_About this task_
Produce a copy of every line in the records that holds the string "registry".

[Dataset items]
######

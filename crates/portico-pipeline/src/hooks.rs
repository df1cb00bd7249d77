//! Test instrumentation hooks.
//!
//! A [`StageHooks`] set carries optional `{before, replacement, after}`
//! handlers per stage name and is passed to
//! [`PipelineDefinition::run_with_hooks`](crate::PipelineDefinition::run_with_hooks).
//! Hooks exist only for test instrumentation; production entry points run
//! without them, and their absence is the default.

use crate::flow::{StageFlow, StageFn};
use std::collections::HashMap;

pub(crate) struct StageHook<S, E> {
    pub(crate) before: Option<StageFn<S, E>>,
    pub(crate) replacement: Option<StageFn<S, E>>,
    pub(crate) after: Option<StageFn<S, E>>,
}

impl<S, E> StageHook<S, E> {
    fn empty() -> Self {
        Self {
            before: None,
            replacement: None,
            after: None,
        }
    }
}

/// Per-stage instrumentation handlers, keyed by stage name.
pub struct StageHooks<S, E> {
    entries: HashMap<&'static str, StageHook<S, E>>,
}

impl<S, E> StageHooks<S, E> {
    /// Creates an empty hook set.
    #[must_use]
    pub fn new() -> Self {
        Self {
            entries: HashMap::new(),
        }
    }

    /// Registers a handler to run before the named stage.
    #[must_use]
    pub fn before<F>(mut self, name: &'static str, hook: F) -> Self
    where
        F: for<'a> Fn(&'a mut S) -> StageFlow<'a, E> + Send + Sync + 'static,
    {
        self.entry(name).before = Some(Box::new(hook));
        self
    }

    /// Registers a handler that replaces the named stage's own handler.
    #[must_use]
    pub fn replacement<F>(mut self, name: &'static str, hook: F) -> Self
    where
        F: for<'a> Fn(&'a mut S) -> StageFlow<'a, E> + Send + Sync + 'static,
    {
        self.entry(name).replacement = Some(Box::new(hook));
        self
    }

    /// Registers a handler to run after the named stage.
    #[must_use]
    pub fn after<F>(mut self, name: &'static str, hook: F) -> Self
    where
        F: for<'a> Fn(&'a mut S) -> StageFlow<'a, E> + Send + Sync + 'static,
    {
        self.entry(name).after = Some(Box::new(hook));
        self
    }

    fn entry(&mut self, name: &'static str) -> &mut StageHook<S, E> {
        self.entries.entry(name).or_insert_with(StageHook::empty)
    }

    pub(crate) fn before_of(&self, name: &str) -> Option<&StageFn<S, E>> {
        self.entries.get(name).and_then(|hook| hook.before.as_ref())
    }

    pub(crate) fn replacement_of(&self, name: &str) -> Option<&StageFn<S, E>> {
        self.entries
            .get(name)
            .and_then(|hook| hook.replacement.as_ref())
    }

    pub(crate) fn after_of(&self, name: &str) -> Option<&StageFn<S, E>> {
        self.entries.get(name).and_then(|hook| hook.after.as_ref())
    }
}

impl<S, E> Default for StageHooks<S, E> {
    fn default() -> Self {
        Self::new()
    }
}
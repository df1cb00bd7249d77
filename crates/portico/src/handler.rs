//! Invocation handling.
//!
//! [`ApiHandler`] drives a fixed-order stage pipeline over every inbound
//! event and always produces a response envelope; a failure anywhere in the
//! pipeline or in business code is formatted, never propagated to the
//! hosting runtime.

use crate::protection::Protection;
use crate::registry::{Executor, MethodHandler, MethodRegistry};
use crate::reply::Reply;
use crate::response::{assemble_error, assemble_success};
use indexmap::IndexMap;
use portico_auth::AuthValidator;
use portico_core::{
    FunctionContext, HeaderValue, PorticoError, PorticoResult, ProxyEvent, ResponseEnvelope,
};
use portico_extract::{decode_body, normalize, parse_cookie_header, BodyDecodePolicy};
use portico_pipeline::{BoxFuture, DefinitionError, PipelineDefinition, RunError, StageFlow};
use std::sync::Arc;

/// The global error hook: may replace the failure before it is formatted.
pub type ErrorHook = Arc<
    dyn Fn(PorticoError, ProxyEvent, FunctionContext) -> BoxFuture<'static, PorticoError>
        + Send
        + Sync,
>;

/// The per-invocation cleanup hook.
pub type FinallyHook = Arc<dyn Fn() -> BoxFuture<'static, anyhow::Result<()>> + Send + Sync>;

/// The request pipeline's stage names, in execution order.
pub const STAGES: [&str; 8] = [
    "method",
    "normalize",
    "body",
    "protection",
    "cookies",
    "authentication",
    "validation",
    "executor",
];

pub(crate) struct ExecutionState {
    pub(crate) event: ProxyEvent,
    pub(crate) context: FunctionContext,
    pub(crate) binding: Option<Arc<MethodHandler>>,
    pub(crate) executor: Option<Executor>,
}

pub(crate) struct HandlerConfig {
    pub(crate) registry: MethodRegistry,
    pub(crate) auth: AuthValidator,
    pub(crate) body_policy: BodyDecodePolicy,
    pub(crate) protection: Protection,
    pub(crate) default_headers: IndexMap<String, HeaderValue>,
    pub(crate) on_error: Option<ErrorHook>,
    pub(crate) finally: Option<FinallyHook>,
}

/// A compiled request handler.
///
/// Immutable after construction; one instance serves every warm invocation.
/// [`handle`](Self::handle) never fails: every outcome, including pipeline
/// and configuration failures, becomes a [`ResponseEnvelope`].
pub struct ApiHandler {
    pipeline: PipelineDefinition<ExecutionState, PorticoError>,
    registry: Arc<MethodRegistry>,
    authenticated: bool,
    default_headers: IndexMap<String, HeaderValue>,
    on_error: Option<ErrorHook>,
    finally: Option<FinallyHook>,
}

fn definition_error(error: DefinitionError) -> PorticoError {
    PorticoError::configuration(error.to_string())
}

impl std::fmt::Debug for ApiHandler {
    fn fmt(&self, f: &mut std::fmt::Formatter<'_>) -> std::fmt::Result {
        f.debug_struct("ApiHandler").finish_non_exhaustive()
    }
}

impl ApiHandler {
    /// Starts a new [`crate::ApiHandlerBuilder`].
    #[must_use]
    pub fn builder() -> crate::ApiHandlerBuilder {
        crate::ApiHandlerBuilder::new()
    }

    pub(crate) fn assemble(config: HandlerConfig) -> PorticoResult<Self> {
        let registry = Arc::new(config.registry);
        let auth = Arc::new(config.auth);
        let protection = Arc::new(config.protection);
        let authenticated = auth.is_enabled();
        let body_policy = config.body_policy;

        let mut pipeline = PipelineDefinition::new(STAGES);

        let routing = Arc::clone(&registry);
        pipeline
            .on("method", move |state: &mut ExecutionState| {
                let method = state.event.http_method.trim().to_ascii_uppercase();
                match routing.lookup(&method) {
                    Some(binding) => {
                        state.event.http_method = method;
                        state.binding = Some(binding);
                        StageFlow::done()
                    }
                    None => StageFlow::fail(PorticoError::routing(method)),
                }
            })
            .map_err(definition_error)?;

        pipeline
            .on("normalize", |state: &mut ExecutionState| {
                normalize(&mut state.event);
                StageFlow::done()
            })
            .map_err(definition_error)?;

        pipeline
            .on("body", move |state: &mut ExecutionState| {
                decode_body(&mut state.event, body_policy);
                StageFlow::done()
            })
            .map_err(definition_error)?;

        pipeline
            .on("protection", move |state: &mut ExecutionState| {
                protection.run(&state.event).into()
            })
            .map_err(definition_error)?;

        pipeline
            .on("cookies", |state: &mut ExecutionState| {
                if let Some(header) = state.event.header("cookie").map(String::from) {
                    state.event.cookies = parse_cookie_header(&header);
                }
                StageFlow::done()
            })
            .map_err(definition_error)?;

        pipeline
            .on("authentication", move |state: &mut ExecutionState| {
                auth.validate(&mut state.event).into()
            })
            .map_err(definition_error)?;

        pipeline
            .on("validation", |state: &mut ExecutionState| {
                let sections = state
                    .binding
                    .as_ref()
                    .and_then(|binding| binding.sections.clone());
                match sections {
                    Some(sections) => sections.validate(&mut state.event).into(),
                    None => StageFlow::done(),
                }
            })
            .map_err(definition_error)?;

        pipeline
            .on("executor", |state: &mut ExecutionState| {
                match state.binding.as_ref().map(|binding| binding.executor.clone()) {
                    Some(executor) => {
                        state.executor = Some(executor);
                        StageFlow::done()
                    }
                    None => StageFlow::fail(PorticoError::configuration("no executor resolved")),
                }
            })
            .map_err(definition_error)?;

        Ok(Self {
            pipeline,
            registry,
            authenticated,
            default_headers: config.default_headers,
            on_error: config.on_error,
            finally: config.finally,
        })
    }

    /// The registered method names.
    #[must_use]
    pub fn methods(&self) -> Vec<&str> {
        self.registry.methods()
    }

    /// Whether token authentication is enabled.
    #[must_use]
    pub fn is_authenticated(&self) -> bool {
        self.authenticated
    }

    /// Handles one invocation and always produces an envelope.
    ///
    /// The cleanup hook, when registered, runs exactly once after the
    /// envelope is assembled; its failures are logged and swallowed.
    pub async fn handle(&self, event: ProxyEvent, context: FunctionContext) -> ResponseEnvelope {
        let envelope = self.execute(event, context).await;
        if let Some(finally) = &self.finally {
            if let Err(error) = finally().await {
                tracing::warn!(error = %error, "cleanup hook failed");
            }
        }
        envelope
    }

    async fn execute(&self, event: ProxyEvent, context: FunctionContext) -> ResponseEnvelope {
        let mut state = ExecutionState {
            event,
            context,
            binding: None,
            executor: None,
        };

        let report = self.pipeline.run(&mut state).await;
        let outcome: PorticoResult<Reply> = match report.into_result() {
            Ok(()) => match state.executor.clone() {
                Some(executor) => executor(state.event.clone(), state.context.clone()).await,
                None => Err(PorticoError::configuration("no executor resolved")),
            },
            Err(RunError::Stage { source, .. }) => Err(source),
            Err(RunError::DeferredNotAllowed { stage }) => Err(PorticoError::configuration(
                format!("stage deferred unexpectedly: {stage}"),
            )),
        };

        let method_headers = state
            .binding
            .as_deref()
            .map(|binding| binding.headers.clone());
        let envelope = match outcome {
            Ok(reply) => {
                tracing::debug!(method = %state.event.http_method, "request handled");
                assemble_success(
                    reply,
                    &state.event.http_method,
                    &self.default_headers,
                    method_headers.as_ref(),
                )
            }
            Err(error) => {
                let error = match &self.on_error {
                    Some(hook) => hook(error, state.event.clone(), state.context.clone()).await,
                    None => error,
                };
                tracing::debug!(
                    method = %state.event.http_method,
                    error = %error,
                    "request failed"
                );
                assemble_error(&error, &self.default_headers, method_headers.as_ref())
            }
        };

        let Some(hook) = state
            .binding
            .as_ref()
            .and_then(|binding| binding.on_response.clone())
        else {
            return envelope;
        };
        match hook(envelope.clone()).await {
            Ok(replaced) => replaced,
            Err(error) => {
                tracing::error!(error = %error, "response hook failed; returning original envelope");
                envelope
            }
        }
    }
}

######

_Finished exercise_
use crate::registry::{Executor, MethodHandler, MethodRegistry};
    pub(crate) registry: MethodRegistry,
    registry: Arc<MethodRegistry>,
        let registry = Arc::new(config.registry);
        let routing = Arc::clone(&registry);
            registry,
        self.registry.methods()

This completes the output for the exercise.